The Top Ten Reasons To Start an Agility Blog

10. Your dog plays agility.

9. On good days, you play agility almost as well as your dog.

8. You've improved enough as a team that your dog now has alphabet soup after her name to indicate the various and sundry titles she has achieved.

7. You're the only person in your family who has any idea what those constituent elements of the alphabet soup stand for, and

6. Your family is beginning to wear the all-too-familiar look of supportive yet resigned disinterest when you mention front crosses, start-line stays, or that elusive Superior Novice Jumpers final leg.

5. You dearly love the good, kind, inspiring people and dogs with whom you train but fear they're running out of patience when you post yet another trial report to the list.

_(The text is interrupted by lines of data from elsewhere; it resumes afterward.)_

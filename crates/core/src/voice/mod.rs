pub mod translator;

use crate::command::Command;
use crate::dispatcher::Dispatcher;
use crate::error::VoiceError;
use crate::events::EventBus;
use crate::wander::RandomMover;
use async_trait::async_trait;
#[cfg(test)]
use mockall::automock;
use std::sync::{Arc, Mutex as StdMutex};
use tokio::sync::{Mutex, mpsc, watch};
use tokio::task::JoinHandle;
use translator::{Intent, VoiceEvent, dance_steps, translate};

#[derive(Debug, Clone, Copy, PartialEq, Eq)]
pub enum VoiceSessionState {
    Closed,
    Connecting,
    Open,
}

/// One live connection to the realtime speech service. Methods take `&self`
/// so the session loop can wait for events and forward audio concurrently;
/// implementations keep their receiver behind a lock.
#[async_trait]
pub trait SpeechSession: Send + Sync {
    /// Next structured event, or `None` once the service closes the stream.
    async fn next_event(&self) -> Option<VoiceEvent>;
    async fn append_audio(&self, audio: String) -> anyhow::Result<()>;
    async fn close(&self);
}

/// Opens speech sessions. The gateway supplies the real implementation.
#[async_trait]
#[cfg_attr(test, automock)]
pub trait SpeechConnector: Send + Sync {
    async fn open(&self) -> anyhow::Result<Box<dyn SpeechSession>>;
}

struct Control {
    close_tx: watch::Sender<bool>,
    audio_tx: mpsc::Sender<String>,
    task: JoinHandle<()>,
}

/// Bridges the speech service to the command queue. Holds at most one live
/// session; start and stop are both idempotent. Forwarded events from
/// browser-held sessions go through [`VoiceBridge::process_voice_event`] and
/// work whether or not a server-side session is open.
pub struct VoiceBridge {
    connector: Arc<dyn SpeechConnector>,
    dispatcher: Arc<Dispatcher>,
    wander: Arc<RandomMover>,
    events: EventBus,
    state: Arc<StdMutex<VoiceSessionState>>,
    control: Mutex<Option<Control>>,
}

impl VoiceBridge {
    pub fn new(
        connector: Arc<dyn SpeechConnector>,
        dispatcher: Arc<Dispatcher>,
        wander: Arc<RandomMover>,
        events: EventBus,
    ) -> Arc<Self> {
        Arc::new(Self {
            connector,
            dispatcher,
            wander,
            events,
            state: Arc::new(StdMutex::new(VoiceSessionState::Closed)),
            control: Mutex::new(None),
        })
    }

    pub fn state(&self) -> VoiceSessionState {
        *self.state.lock().expect("voice state lock poisoned")
    }

    fn set_state(&self, next: VoiceSessionState) {
        *self.state.lock().expect("voice state lock poisoned") = next;
    }

    /// Opens a session and spawns its event loop. A second start while a
    /// session is connecting or open changes nothing.
    pub async fn start_session(self: &Arc<Self>) -> anyhow::Result<()> {
        let mut control = self.control.lock().await;
        if control.as_ref().is_some_and(|c| !c.task.is_finished()) {
            tracing::debug!("voice session already running, start is a no-op");
            return Ok(());
        }
        // A previous session that ended on its own leaves a finished task.
        *control = None;

        self.set_state(VoiceSessionState::Connecting);
        self.events.voice("Starting voice session");

        let session = match self.connector.open().await {
            Ok(session) => session,
            Err(e) => {
                self.set_state(VoiceSessionState::Closed);
                self.events.voice(format!("Voice session failed: {e}"));
                return Err(e);
            }
        };

        let (close_tx, close_rx) = watch::channel(false);
        let (audio_tx, audio_rx) = mpsc::channel(64);
        let bridge = self.clone();
        let task = tokio::spawn(async move {
            bridge.run_session(session, close_rx, audio_rx).await;
        });
        *control = Some(Control {
            close_tx,
            audio_tx,
            task,
        });

        self.set_state(VoiceSessionState::Open);
        self.events.voice("Voice session started");
        Ok(())
    }

    /// Closes the session if one is open. Safe to call any number of times.
    pub async fn stop_session(&self) {
        let control = self.control.lock().await.take();
        let Some(control) = control else {
            return;
        };
        let _ = control.close_tx.send(true);
        let _ = control.task.await;
        self.set_state(VoiceSessionState::Closed);
        self.events.voice("Voice session stopped");
    }

    /// Forwards a caller-captured audio chunk to the open session.
    pub async fn append_audio(&self, audio: String) -> Result<(), VoiceError> {
        let control = self.control.lock().await;
        let Some(control) = control.as_ref().filter(|c| !c.task.is_finished()) else {
            return Err(VoiceError::Transport("no voice session open".to_string()));
        };
        control
            .audio_tx
            .send(audio)
            .await
            .map_err(|_| VoiceError::Transport("voice session closing".to_string()))
    }

    async fn run_session(
        self: Arc<Self>,
        session: Box<dyn SpeechSession>,
        mut close_rx: watch::Receiver<bool>,
        mut audio_rx: mpsc::Receiver<String>,
    ) {
        tracing::info!("voice session loop started");
        loop {
            tokio::select! {
                _ = close_rx.changed() => {
                    session.close().await;
                    break;
                }
                chunk = audio_rx.recv() => {
                    let Some(chunk) = chunk else { continue };
                    if let Err(e) = session.append_audio(chunk).await {
                        tracing::warn!("voice session ending, audio send failed: {e}");
                        session.close().await;
                        self.set_state(VoiceSessionState::Closed);
                        self.events.voice(format!("Voice session error: {e}"));
                        break;
                    }
                }
                event = session.next_event() => {
                    let Some(event) = event else {
                        // Server closed the stream. The stale control entry
                        // is cleared by the next start or stop.
                        self.set_state(VoiceSessionState::Closed);
                        self.events.voice("Voice session closed by server");
                        break;
                    };
                    self.handle_event(&event).await;
                }
            }
        }
        tracing::info!("voice session loop finished");
    }

    async fn handle_event(&self, event: &VoiceEvent) {
        match translate(event) {
            Ok(Some(intent)) => self.run_intent(intent).await,
            Ok(None) => {}
            Err(VoiceError::UnrecognizedIntent(name)) => {
                tracing::warn!("ignoring unrecognized voice intent {name:?}");
                self.events.voice(format!("Unrecognized command: {name}"));
            }
            Err(VoiceError::Transport(detail)) => {
                tracing::warn!("voice service error event: {detail}");
                self.events.voice(format!("Voice service error: {detail}"));
            }
        }
    }

    /// Entry point for events forwarded verbatim by a UI client that holds
    /// its own speech connection.
    pub async fn process_voice_event(&self, raw: serde_json::Value) -> Result<(), VoiceError> {
        let event: VoiceEvent = serde_json::from_value(raw)
            .map_err(|e| VoiceError::Transport(format!("malformed voice event: {e}")))?;
        match translate(&event)? {
            Some(intent) => {
                self.run_intent(intent).await;
                Ok(())
            }
            None => Ok(()),
        }
    }

    async fn run_intent(&self, intent: Intent) {
        match intent {
            Intent::Move {
                heading,
                speed,
                duration,
            } => {
                let result = self
                    .dispatcher
                    .submit(Command::Roll {
                        heading,
                        speed,
                        duration,
                    })
                    .await;
                if let Err(e) = result {
                    self.events.voice(format!("Move failed: {e}"));
                }
            }
            Intent::Spin { degrees, duration } => {
                let result = self
                    .dispatcher
                    .submit(Command::Spin { degrees, duration })
                    .await;
                if let Err(e) = result {
                    self.events.voice(format!("Spin failed: {e}"));
                }
            }
            Intent::Dance => {
                self.events.voice("Dancing!");
                for step in dance_steps() {
                    let pace = step.duration();
                    if let Err(e) = self.dispatcher.submit(step).await {
                        self.events.voice(format!("Dance cut short: {e}"));
                        return;
                    }
                    tokio::time::sleep(pace).await;
                }
            }
            Intent::StartRandomMovement => {
                if !self.wander.start() {
                    tracing::debug!("random movement already running");
                }
            }
            Intent::Stop => {
                self.wander.stop().await;
                let _ = self
                    .dispatcher
                    .submit(Command::Roll {
                        heading: 0,
                        speed: 0,
                        duration: 0.1,
                    })
                    .await;
                self.events.voice("Stopped");
            }
        }
    }
}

4. You know there has to be a way to make the evening's weave entry practice easier for your dog, but

3. You can't figure out for the life of you what that would be, plus

2. Your dog is getting tired of paltry rewards for "Sit" and "Down" to the extent you could swear she knows there's a jackpot to be had if she could only figure out what her beloved yet temporarily inept human wants her to do involving those poles in the ground, and

1. It's started to rain hard enough that even you can't bring yourself to keep training.

Fill in the blank -- maybe it's not raining where you are. Perhaps the mosquitos that just descended on your back yard are the size of goldfinches? The thermometer reads 200 degrees Fahrenheit in the shade? Sometimes even the most hardened agility addict needs to call it quits (temporarily!) and pull a comfy chair up to her computer. May you enjoy the results.